++++ Data supplied ++++

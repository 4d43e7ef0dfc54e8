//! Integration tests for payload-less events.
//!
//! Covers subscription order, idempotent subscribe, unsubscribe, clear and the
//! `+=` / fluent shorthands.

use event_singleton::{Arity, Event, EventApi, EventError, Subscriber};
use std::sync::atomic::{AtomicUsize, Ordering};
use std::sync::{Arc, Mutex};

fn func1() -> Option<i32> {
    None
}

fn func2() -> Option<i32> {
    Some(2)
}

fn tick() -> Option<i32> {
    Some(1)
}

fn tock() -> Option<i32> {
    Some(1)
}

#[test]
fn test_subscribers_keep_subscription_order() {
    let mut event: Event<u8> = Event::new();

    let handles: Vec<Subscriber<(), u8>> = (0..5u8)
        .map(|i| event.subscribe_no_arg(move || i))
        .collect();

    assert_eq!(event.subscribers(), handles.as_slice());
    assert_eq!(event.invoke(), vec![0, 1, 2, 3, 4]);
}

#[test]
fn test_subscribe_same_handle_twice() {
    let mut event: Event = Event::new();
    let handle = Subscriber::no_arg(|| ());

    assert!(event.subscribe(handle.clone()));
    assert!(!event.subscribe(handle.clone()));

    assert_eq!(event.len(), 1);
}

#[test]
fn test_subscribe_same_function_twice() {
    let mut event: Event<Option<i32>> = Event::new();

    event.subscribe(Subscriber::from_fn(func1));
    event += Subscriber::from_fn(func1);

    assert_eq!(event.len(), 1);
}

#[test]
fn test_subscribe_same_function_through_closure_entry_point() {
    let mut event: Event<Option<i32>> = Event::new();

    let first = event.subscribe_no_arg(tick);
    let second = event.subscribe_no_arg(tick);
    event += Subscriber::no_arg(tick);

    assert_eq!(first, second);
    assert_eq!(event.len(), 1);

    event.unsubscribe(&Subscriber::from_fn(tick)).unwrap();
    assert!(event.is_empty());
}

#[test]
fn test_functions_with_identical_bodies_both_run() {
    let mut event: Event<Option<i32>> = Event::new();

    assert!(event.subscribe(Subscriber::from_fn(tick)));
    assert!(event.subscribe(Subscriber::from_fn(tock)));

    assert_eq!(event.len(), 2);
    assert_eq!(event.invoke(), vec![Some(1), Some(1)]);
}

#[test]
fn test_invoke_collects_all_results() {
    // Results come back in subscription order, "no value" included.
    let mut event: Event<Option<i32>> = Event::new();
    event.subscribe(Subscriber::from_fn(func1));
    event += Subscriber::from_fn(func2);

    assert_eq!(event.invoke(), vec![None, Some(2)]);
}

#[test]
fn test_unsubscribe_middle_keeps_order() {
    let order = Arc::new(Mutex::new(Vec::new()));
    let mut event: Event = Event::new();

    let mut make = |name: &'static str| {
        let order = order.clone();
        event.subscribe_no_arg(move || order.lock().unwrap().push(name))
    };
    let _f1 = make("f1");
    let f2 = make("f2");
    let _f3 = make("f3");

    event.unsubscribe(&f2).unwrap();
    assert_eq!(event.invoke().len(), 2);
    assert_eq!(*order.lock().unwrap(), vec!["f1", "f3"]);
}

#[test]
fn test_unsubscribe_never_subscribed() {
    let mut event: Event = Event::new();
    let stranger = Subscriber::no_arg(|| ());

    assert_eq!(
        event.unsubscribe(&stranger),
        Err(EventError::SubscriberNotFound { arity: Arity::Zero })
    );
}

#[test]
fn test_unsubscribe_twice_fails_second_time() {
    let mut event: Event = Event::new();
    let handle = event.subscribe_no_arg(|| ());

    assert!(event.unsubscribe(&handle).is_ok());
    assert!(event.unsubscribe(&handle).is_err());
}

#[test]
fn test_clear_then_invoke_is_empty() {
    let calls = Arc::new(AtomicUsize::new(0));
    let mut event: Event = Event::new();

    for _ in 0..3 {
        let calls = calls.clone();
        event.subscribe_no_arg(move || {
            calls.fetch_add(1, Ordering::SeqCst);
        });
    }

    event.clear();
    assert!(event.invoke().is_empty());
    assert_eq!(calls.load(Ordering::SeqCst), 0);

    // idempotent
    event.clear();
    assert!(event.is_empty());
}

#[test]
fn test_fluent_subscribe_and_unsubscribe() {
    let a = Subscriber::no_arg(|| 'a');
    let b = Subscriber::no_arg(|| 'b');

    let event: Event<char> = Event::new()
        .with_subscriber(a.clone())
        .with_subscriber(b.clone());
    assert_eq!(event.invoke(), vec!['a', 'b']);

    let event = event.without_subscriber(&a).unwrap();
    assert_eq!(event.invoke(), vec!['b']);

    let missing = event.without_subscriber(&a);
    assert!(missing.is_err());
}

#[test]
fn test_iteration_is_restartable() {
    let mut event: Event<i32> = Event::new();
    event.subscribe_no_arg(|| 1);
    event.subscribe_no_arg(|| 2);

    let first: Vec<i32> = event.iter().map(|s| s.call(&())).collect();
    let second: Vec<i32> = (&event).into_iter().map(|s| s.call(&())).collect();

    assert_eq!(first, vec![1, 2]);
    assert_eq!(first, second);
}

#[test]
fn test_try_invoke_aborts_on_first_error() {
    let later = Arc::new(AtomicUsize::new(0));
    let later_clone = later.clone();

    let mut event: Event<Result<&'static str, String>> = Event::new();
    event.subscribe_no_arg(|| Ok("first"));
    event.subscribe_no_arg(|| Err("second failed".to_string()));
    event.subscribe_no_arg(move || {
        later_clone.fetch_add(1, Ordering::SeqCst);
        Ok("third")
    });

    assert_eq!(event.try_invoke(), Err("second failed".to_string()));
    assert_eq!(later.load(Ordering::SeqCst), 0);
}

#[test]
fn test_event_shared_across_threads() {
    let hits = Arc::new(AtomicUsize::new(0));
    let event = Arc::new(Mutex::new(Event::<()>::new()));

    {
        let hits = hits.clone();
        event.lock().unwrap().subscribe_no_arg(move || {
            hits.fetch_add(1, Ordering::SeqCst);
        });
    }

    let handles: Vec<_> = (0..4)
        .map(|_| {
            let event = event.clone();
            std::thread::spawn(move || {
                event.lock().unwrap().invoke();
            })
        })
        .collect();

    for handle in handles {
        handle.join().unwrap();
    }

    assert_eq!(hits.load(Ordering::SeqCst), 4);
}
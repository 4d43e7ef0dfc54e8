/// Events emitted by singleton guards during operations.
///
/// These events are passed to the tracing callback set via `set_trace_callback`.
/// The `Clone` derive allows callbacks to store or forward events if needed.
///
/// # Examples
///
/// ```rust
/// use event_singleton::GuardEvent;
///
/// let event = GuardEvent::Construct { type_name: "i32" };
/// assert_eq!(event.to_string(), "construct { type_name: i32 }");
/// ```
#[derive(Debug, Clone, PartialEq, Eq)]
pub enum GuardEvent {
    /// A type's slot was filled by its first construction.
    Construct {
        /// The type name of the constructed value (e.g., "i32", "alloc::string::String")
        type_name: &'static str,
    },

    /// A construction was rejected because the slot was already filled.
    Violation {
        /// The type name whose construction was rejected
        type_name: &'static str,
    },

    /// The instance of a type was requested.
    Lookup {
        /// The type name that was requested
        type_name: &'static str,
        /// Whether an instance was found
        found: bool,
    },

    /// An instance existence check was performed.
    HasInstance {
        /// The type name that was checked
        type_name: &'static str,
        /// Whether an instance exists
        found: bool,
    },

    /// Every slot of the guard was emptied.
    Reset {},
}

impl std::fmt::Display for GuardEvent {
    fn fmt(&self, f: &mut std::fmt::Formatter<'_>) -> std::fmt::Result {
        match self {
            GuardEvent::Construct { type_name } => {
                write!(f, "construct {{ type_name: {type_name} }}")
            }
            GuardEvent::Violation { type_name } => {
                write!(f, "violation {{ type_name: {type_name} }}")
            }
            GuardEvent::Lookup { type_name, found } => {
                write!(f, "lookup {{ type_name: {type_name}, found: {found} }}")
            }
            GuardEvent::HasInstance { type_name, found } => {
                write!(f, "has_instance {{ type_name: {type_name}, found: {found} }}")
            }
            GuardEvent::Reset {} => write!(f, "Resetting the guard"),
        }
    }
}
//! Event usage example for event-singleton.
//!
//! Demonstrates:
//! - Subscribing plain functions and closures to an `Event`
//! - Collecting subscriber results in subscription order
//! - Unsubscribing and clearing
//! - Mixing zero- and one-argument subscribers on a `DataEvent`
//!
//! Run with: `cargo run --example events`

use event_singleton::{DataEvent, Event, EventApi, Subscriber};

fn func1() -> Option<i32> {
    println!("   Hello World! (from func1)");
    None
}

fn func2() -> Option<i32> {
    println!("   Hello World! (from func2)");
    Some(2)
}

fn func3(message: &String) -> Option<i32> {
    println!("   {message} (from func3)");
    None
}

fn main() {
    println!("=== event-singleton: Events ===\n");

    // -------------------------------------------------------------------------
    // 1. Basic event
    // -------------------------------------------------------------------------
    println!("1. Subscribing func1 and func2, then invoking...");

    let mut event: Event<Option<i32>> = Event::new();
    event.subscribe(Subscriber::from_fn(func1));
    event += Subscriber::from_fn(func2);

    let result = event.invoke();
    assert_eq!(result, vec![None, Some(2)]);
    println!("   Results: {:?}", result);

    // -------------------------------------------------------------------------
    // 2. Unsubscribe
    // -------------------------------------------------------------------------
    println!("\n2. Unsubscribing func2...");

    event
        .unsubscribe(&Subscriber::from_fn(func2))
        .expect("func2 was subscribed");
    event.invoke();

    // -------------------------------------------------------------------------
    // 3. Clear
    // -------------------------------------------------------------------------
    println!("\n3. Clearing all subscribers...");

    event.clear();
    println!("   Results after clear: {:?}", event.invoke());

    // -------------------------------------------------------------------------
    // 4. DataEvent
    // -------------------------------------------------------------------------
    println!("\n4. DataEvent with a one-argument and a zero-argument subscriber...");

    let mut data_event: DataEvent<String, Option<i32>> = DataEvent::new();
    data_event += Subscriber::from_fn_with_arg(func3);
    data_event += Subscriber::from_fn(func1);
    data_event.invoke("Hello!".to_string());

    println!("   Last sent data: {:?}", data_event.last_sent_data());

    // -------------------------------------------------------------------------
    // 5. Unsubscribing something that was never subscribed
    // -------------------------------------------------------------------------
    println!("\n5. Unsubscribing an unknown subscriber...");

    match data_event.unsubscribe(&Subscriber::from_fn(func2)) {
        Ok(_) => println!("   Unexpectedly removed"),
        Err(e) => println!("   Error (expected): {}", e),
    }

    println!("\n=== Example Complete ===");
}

++++

• _Task instructions_: Starting from the records above, copy each line where the string "tock" is found.

• _Answer space_:
fn tock() -> Option<i32> {
    assert!(event.subscribe(Subscriber::from_fn(tock)));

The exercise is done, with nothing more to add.